Wednesday, September 27, 2006

Worst Practice

As I said, my modem fell of the twig, or, more precisely, the dsl's light went out. I thought - in my naivete - that once I'd reported the said deceased, that they would either send me a new one, or send a technician.

Okay, the nice sounding young man tells me a second tier (que?) technician will contact me in the next three days to confirm a time to come around and look at the damn thing. (Oh, here's a direct quote: "Ma'am, I have to warn you that if the device has been tampered with, or unauthorised action taken to compromise it's usage you will have to pay for the technician's call out.") o_O

There was no call on Sunday, expected that; nothing on Monday, either, probably busy; my mother took the call on Tuesday:

Tech: "A technician will be there next Thursday."
Mum: "Oh, Thursday will be wonderful."
Tech: "Okay, a technician will be there between 8am and 5pm."
Mum: "Er, can he be here in the afternoon?"
Tech: "Yep, I've made a note."
Mum: "Thank you."
Tech: "Okay, I've booked you in for Thursday the 5th of October, in the afternoon."
Mum: "Excuse me? Did you say the 5th? I thought you meant..."
Tech: "Yep, someone will be there in the afternoon. Thanks, see you then, bye." Tech hangs up.
Mum: "B..."

I know what today's date is: it's the 27th of September, and TELSTRA can't fix the modem until the 5th of October?

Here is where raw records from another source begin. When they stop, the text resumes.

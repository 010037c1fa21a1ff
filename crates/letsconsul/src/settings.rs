//! Runtime settings resolved once at startup.
//!
//! Each setting has exactly two declared sources: a process environment
//! variable, and a key under the namespace prefix in the coordination
//! store. The environment wins when set; deployments are expected to use
//! one mechanism or the other. There is no steady-state re-read — a
//! changed interval takes effect on the next restart.

use std::time::Duration;

use letsconsul_store::{KvStore, StoreError};

/// Settings the scheduler and supervisor are built from.
#[derive(Debug, Clone)]
pub struct Settings {
    /// Service name for the registry entry.
    pub service: String,
    /// Certificate age past which a record is renewed.
    pub renew_interval: Duration,
    /// Cadence of the reload/renewal pass.
    pub reload_interval: Duration,
}

/// A missing or malformed setting. Fatal at startup.
#[derive(Debug, thiserror::Error)]
pub enum ConfigError {
    #[error("can't fetch '{key}' key")]
    MissingKey { key: String },

    #[error("invalid value for '{name}': {reason}")]
    Invalid { name: String, reason: String },

    #[error(transparent)]
    Store(#[from] StoreError),
}

impl Settings {
    pub async fn resolve(store: &dyn KvStore, prefix: &str) -> Result<Self, ConfigError> {
        let service = resolve_raw(store, prefix, "service", "LETSCONSUL_SERVICE").await?;
        let renew_interval =
            resolve_interval(store, prefix, "renew_interval", "LETSCONSUL_RENEW_INTERVAL").await?;
        let reload_interval = resolve_interval(
            store,
            prefix,
            "reload_interval",
            "LETSCONSUL_RELOAD_INTERVAL",
        )
        .await?;
        Ok(Self {
            service,
            renew_interval,
            reload_interval,
        })
    }
}

async fn resolve_raw(
    store: &dyn KvStore,
    prefix: &str,
    key: &str,
    env_var: &str,
) -> Result<String, ConfigError> {
    if let Ok(value) = std::env::var(env_var) {
        return Ok(value);
    }
    let full_key = format!("{prefix}/{key}");
    let bytes = store
        .get_value(&full_key)
        .await?
        .ok_or(ConfigError::MissingKey {
            key: full_key.clone(),
        })?;
    String::from_utf8(bytes).map_err(|e| ConfigError::Invalid {
        name: full_key,
        reason: e.to_string(),
    })
}

async fn resolve_interval(
    store: &dyn KvStore,
    prefix: &str,
    key: &str,
    env_var: &str,
) -> Result<Duration, ConfigError> {
    let raw = resolve_raw(store, prefix, key, env_var).await?;
    let duration = parse_duration(&raw).map_err(|reason| ConfigError::Invalid {
        name: key.to_string(),
        reason,
    })?;
    if duration.is_zero() {
        return Err(ConfigError::Invalid {
            name: key.to_string(),
            reason: "interval must be positive".to_string(),
        });
    }
    Ok(duration)
}

/// Parse a duration string of number+unit terms: `"24h"`, `"1h30m"`,
/// `"90s"`, `"500ms"`.
pub fn parse_duration(input: &str) -> Result<Duration, String> {
    let s = input.trim();
    if s.is_empty() {
        return Err("empty duration".to_string());
    }

    let mut total = Duration::ZERO;
    let mut rest = s;
    while !rest.is_empty() {
        let digits = rest
            .find(|c: char| !c.is_ascii_digit())
            .ok_or_else(|| format!("missing unit in '{s}'"))?;
        if digits == 0 {
            return Err(format!("expected a number in '{s}'"));
        }
        let value: u64 = rest[..digits]
            .parse()
            .map_err(|_| format!("bad number in '{s}'"))?;
        rest = &rest[digits..];

        let unit_end = rest
            .find(|c: char| c.is_ascii_digit())
            .unwrap_or(rest.len());
        let unit = &rest[..unit_end];
        rest = &rest[unit_end..];

        total += match unit {
            "ms" => Duration::from_millis(value),
            "s" => Duration::from_secs(value),
            "m" => Duration::from_secs(value * 60),
            "h" => Duration::from_secs(value * 3600),
            _ => return Err(format!("unknown unit '{unit}' in '{s}'")),
        };
    }
    Ok(total)
}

Yes, I live in the country, but there is a main TELSTRA workshop and exchange twenty miles away, with a spruiking shop in case you need a mobile phone, and they can't possibly come out for another week?

Not. Happy.

I'll have no internet access from home, but I do have it at work. Of course, that makes life that much more difficult. I'll have to have my research done before I leave for the long weekend on Friday.

I've been without the internet; it's inconvenient, that's all. The problem is the lack of respect from TELSTRA.

If I lived in the city, a tech would have been dispatched on Monday. But I don't. I'm in the country, in the bush, and we are disregarded as not having a lot of income worth versus output expense - unless you're a corporation; individual people cost them money.

Of course, I could be wrong; it could be that with all the job cuts TELSTRA CEO Sol Trujillo initiated, there might be simply be a lack of technicians available. And this on the eve of the public float of another $8 billion worth of government shares.

If it wasn't for the contract, I'd have left TELSTRA BIGPOND six months ago. But I do have a contract, and I will honour it, even if this telecommunications giant couldn't be bothered.

2 comments:

Gabriele Campbell said...

Lol, you're too nice. I've left both my old internet provider and my electricity company the moment I got a better offer, contract or not. It's called competition, lol.

And that bloody Telecom didn't deserve any better, they made your Telstra look nice.

Jaye Patrick said...

I don't know if I can do that - break the contract, that is.

I know there've been massive layoffs (thanks, Sol), and last weekend there was a wind storm that downed powerlines - oh, and the bushfires, fifty of them state-wide.

Maybe I'm just being pissy because I expected immediate help. In retrospect, I'm hoping they were too busy reconnecting people's phone systems... Nah.